In questo quadro è fondamentale ricordare che la manovra del 2024 è stata finanziata con un deficit di 15,7 miliardi di euro, l’ultima possibilità concessa grazie alla sospensione del Patto di stabilità decisa a livello europeo nel 2020 a causa della pandemia da Covid-19.
Le stime sulla manovra 2025
Contemporaneamente arrivano le prime stime per la manovra del 2025, che parte da una base di 20 miliardi di euro: saranno necessari circa 18 miliardi per mantenere nel 2025 alcune delle misure finanziate solo per quest’anno, ma oltre 20 miliardi se si vorranno aggiungere anche altre spese solitamente incluse nelle politiche consolidate, come il rinnovo dei contratti del pubblico impiego. A fare queste valutazioni è stato l‘Ufficio parlamentare di Bilancio, il quale ha anche lanciato un avvertimento su una delle misure già considerate certe dal governo: la proroga del taglio del cuneo contributivo. Se questa misura diventa strutturale, avverte l’Upb, potrebbe creare una “trappola di povertà” a ridosso delle soglie di reddito di 25.000 e 35.000 euro.

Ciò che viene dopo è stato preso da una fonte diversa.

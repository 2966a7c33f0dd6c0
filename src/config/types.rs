//! Core configuration types.

use serde::Deserialize;
use std::path::{Path, PathBuf};
use std::time::Duration;
use thiserror::Error;

use super::defaults::{
    default_channel_capacity, default_client_version, default_connect_timeout_ms,
    default_greeting_delay_ms, default_pong_token, default_read_timeout_ms, default_true,
    default_write_timeout_ms,
};
use super::validation::{ValidationError, validate};
use crate::network::{ConnectOptions, ConnectionSettings, Registration, TlsMode};

/// Configuration errors.
#[derive(Debug, Error)]
pub enum ConfigError {
    #[error("failed to read config file: {0}")]
    Io(#[from] std::io::Error),
    #[error("failed to parse config: {0}")]
    Parse(#[from] toml::de::Error),
    #[error("invalid config: {}", join_errors(.0))]
    Invalid(Vec<ValidationError>),
}

fn join_errors(errors: &[ValidationError]) -> String {
    errors
        .iter()
        .map(ToString::to_string)
        .collect::<Vec<_>>()
        .join("; ")
}

/// Gateway configuration.
#[derive(Debug, Clone, Deserialize)]
pub struct Config {
    /// Behaviour shared by every Connection.
    #[serde(default)]
    pub gateway: GatewayConfig,
    /// Default registration identity.
    pub identity: Option<IdentityConfig>,
    /// Raw traffic log.
    #[serde(default)]
    pub raw_log: RawLogConfig,
    /// Networks to connect to.
    #[serde(default, rename = "network")]
    pub networks: Vec<NetworkConfig>,
}

/// Settings applied to every outbound Connection.
#[derive(Debug, Clone, Deserialize)]
pub struct GatewayConfig {
    /// Sent in CTCP VERSION replies.
    #[serde(default = "default_client_version")]
    pub client_version: String,
    /// Sent as `PONG <token>` in reply to every PING.
    #[serde(default = "default_pong_token")]
    pub pong_token: String,
    /// Capacity of the shared line channel.
    #[serde(default = "default_channel_capacity")]
    pub channel_capacity: usize,
    /// Read deadline, also the shutdown poll interval.
    #[serde(default = "default_read_timeout_ms")]
    pub read_timeout_ms: u64,
    /// Pause after connecting and after registering.
    #[serde(default = "default_greeting_delay_ms")]
    pub greeting_delay_ms: u64,
    /// Deadline for TCP connect plus TLS handshake.
    #[serde(default = "default_connect_timeout_ms")]
    pub connect_timeout_ms: u64,
    /// Deadline for writing one line.
    #[serde(default = "default_write_timeout_ms")]
    pub write_timeout_ms: u64,
}

impl Default for GatewayConfig {
    fn default() -> Self {
        Self {
            client_version: default_client_version(),
            pong_token: default_pong_token(),
            channel_capacity: default_channel_capacity(),
            read_timeout_ms: default_read_timeout_ms(),
            greeting_delay_ms: default_greeting_delay_ms(),
            connect_timeout_ms: default_connect_timeout_ms(),
            write_timeout_ms: default_write_timeout_ms(),
        }
    }
}

impl GatewayConfig {
    /// Convert into the settings the Connections run with.
    pub fn settings(&self) -> ConnectionSettings {
        ConnectionSettings {
            client_version: self.client_version.clone(),
            pong_token: self.pong_token.clone(),
            read_timeout: Duration::from_millis(self.read_timeout_ms),
            greeting_delay: Duration::from_millis(self.greeting_delay_ms),
            connect_timeout: Duration::from_millis(self.connect_timeout_ms),
            write_timeout: Duration::from_millis(self.write_timeout_ms),
        }
    }
}

/// Default nick and display name sent during registration.
#[derive(Debug, Clone, Deserialize)]
pub struct IdentityConfig {
    pub nick: String,
    /// Display name (realname); defaults to the nick.
    pub name: Option<String>,
}

/// Raw traffic log configuration.
#[derive(Debug, Clone, Default, Deserialize)]
pub struct RawLogConfig {
    /// Log file path. Raw logging is off when unset.
    pub path: Option<PathBuf>,
}

/// One IRC network to connect to.
#[derive(Debug, Clone, Deserialize)]
pub struct NetworkConfig {
    /// `host:port` of the server (e.g. "irc.libera.chat:6697").
    pub address: String,
    /// Nick override for this network.
    pub nick: Option<String>,
    /// Display name override for this network.
    pub name: Option<String>,
    /// NickServ password, sent once after connecting.
    pub password: Option<String>,
    /// Force TLS on or off. Unset means TLS on port 6697 only.
    pub tls: Option<bool>,
    /// Verify the server certificate (only applies to TLS).
    #[serde(default = "default_true")]
    pub verify_cert: bool,
    /// Connect at startup.
    #[serde(default = "default_true")]
    pub autoconnect: bool,
}

impl NetworkConfig {
    /// Registration for this network: its own nick, else the identity's.
    /// `None` when neither is configured.
    pub fn registration(&self, identity: Option<&IdentityConfig>) -> Option<Registration> {
        let nick = self
            .nick
            .clone()
            .or_else(|| identity.map(|i| i.nick.clone()))?;
        let name = self
            .name
            .clone()
            .or_else(|| identity.and_then(|i| i.name.clone()))
            .unwrap_or_else(|| nick.clone());
        Some(Registration { nick, name })
    }

    /// Options used to dial this network.
    pub fn connect_options(&self, identity: Option<&IdentityConfig>) -> ConnectOptions {
        ConnectOptions {
            registration: self.registration(identity),
            tls: match self.tls {
                None => TlsMode::Auto,
                Some(true) => TlsMode::Always,
                Some(false) => TlsMode::Never,
            },
            verify_cert: self.verify_cert,
        }
    }
}

impl Config {
    /// Load and validate configuration from a TOML file.
    pub fn load<P: AsRef<Path>>(path: P) -> Result<Self, ConfigError> {
        let content = std::fs::read_to_string(path)?;
        let config: Config = toml::from_str(&content)?;
        validate(&config).map_err(ConfigError::Invalid)?;
        Ok(config)
    }

    /// Registration used by networks without their own nick.
    pub fn default_registration(&self) -> Option<Registration> {
        let identity = self.identity.as_ref()?;
        Some(Registration {
            nick: identity.nick.clone(),
            name: identity
                .name
                .clone()
                .unwrap_or_else(|| identity.nick.clone()),
        })
    }
}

Il 19 giugno è stato presentato il Rapporto annuale sulla politica di bilancio dell’Authority dei conti pubblici, coincidendo con il giorno in cui l’Europa ha avviato una procedura per deficit eccessivo nei confronti dell’Italia, insieme alla Francia e altri cinque paesi. Secondo le stime dell’Upb, l’aggiustamento richiesto per l’Italia è di circa 0,5-0,6 punti di Pil all’anno, pari a circa 10 miliardi di euro su un periodo di sette anni. Questa correzione è già prevista nel Documento di economia e finanza (Def), ma il percorso di riequilibrio mirato a ridurre un debito che continua a rappresentare una vulnerabilità per l’economia nazionale, comporterà anche limitazioni nella capacità di intraprendere interventi con disavanzo, avverte la presidente Lilia Cavallari.

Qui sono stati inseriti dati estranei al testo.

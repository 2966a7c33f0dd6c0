//! Outbound IRC stream abstraction.
//!
//! Provides a unified stream type for plaintext and TLS connections to IRC
//! networks.

use std::io;
use std::pin::Pin;
use std::task::{Context, Poll};
use tokio::io::{AsyncRead, AsyncWrite, ReadBuf};
use tokio::net::TcpStream;
use tokio_rustls::client::TlsStream;

/// A connection to an IRC server, plain or TLS-wrapped.
///
/// The protocol layer reads and writes it without caring which.
pub enum IrcStream {
    /// Plaintext TCP connection.
    Plain(TcpStream),
    /// TLS-encrypted connection.
    Tls(Box<TlsStream<TcpStream>>),
}

impl IrcStream {
    /// Returns true if this is a TLS-encrypted connection.
    pub fn is_tls(&self) -> bool {
        matches!(self, Self::Tls(_))
    }
}

impl AsyncRead for IrcStream {
    fn poll_read(
        self: Pin<&mut Self>,
        cx: &mut Context<'_>,
        buf: &mut ReadBuf<'_>,
    ) -> Poll<io::Result<()>> {
        match self.get_mut() {
            IrcStream::Plain(stream) => Pin::new(stream).poll_read(cx, buf),
            IrcStream::Tls(stream) => Pin::new(stream.as_mut()).poll_read(cx, buf),
        }
    }
}

impl AsyncWrite for IrcStream {
    fn poll_write(
        self: Pin<&mut Self>,
        cx: &mut Context<'_>,
        buf: &[u8],
    ) -> Poll<io::Result<usize>> {
        match self.get_mut() {
            IrcStream::Plain(stream) => Pin::new(stream).poll_write(cx, buf),
            IrcStream::Tls(stream) => Pin::new(stream.as_mut()).poll_write(cx, buf),
        }
    }

    fn poll_flush(self: Pin<&mut Self>, cx: &mut Context<'_>) -> Poll<io::Result<()>> {
        match self.get_mut() {
            IrcStream::Plain(stream) => Pin::new(stream).poll_flush(cx),
            IrcStream::Tls(stream) => Pin::new(stream.as_mut()).poll_flush(cx),
        }
    }

    fn poll_shutdown(self: Pin<&mut Self>, cx: &mut Context<'_>) -> Poll<io::Result<()>> {
        match self.get_mut() {
            IrcStream::Plain(stream) => Pin::new(stream).poll_shutdown(cx),
            IrcStream::Tls(stream) => Pin::new(stream.as_mut()).poll_shutdown(cx),
        }
    }
}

Nella prossima manovra, l’Upb prevede un impatto sul deficit di almeno 18 miliardi di euro, di cui 10,8 miliardi derivanti solo dal taglio del cuneo contributivo. Proprio la decontribuzione è stata analizzata dall’Authority, che ha riconosciuto il suo impatto positivo ma ha evidenziato una distorsione sulle aliquote marginali.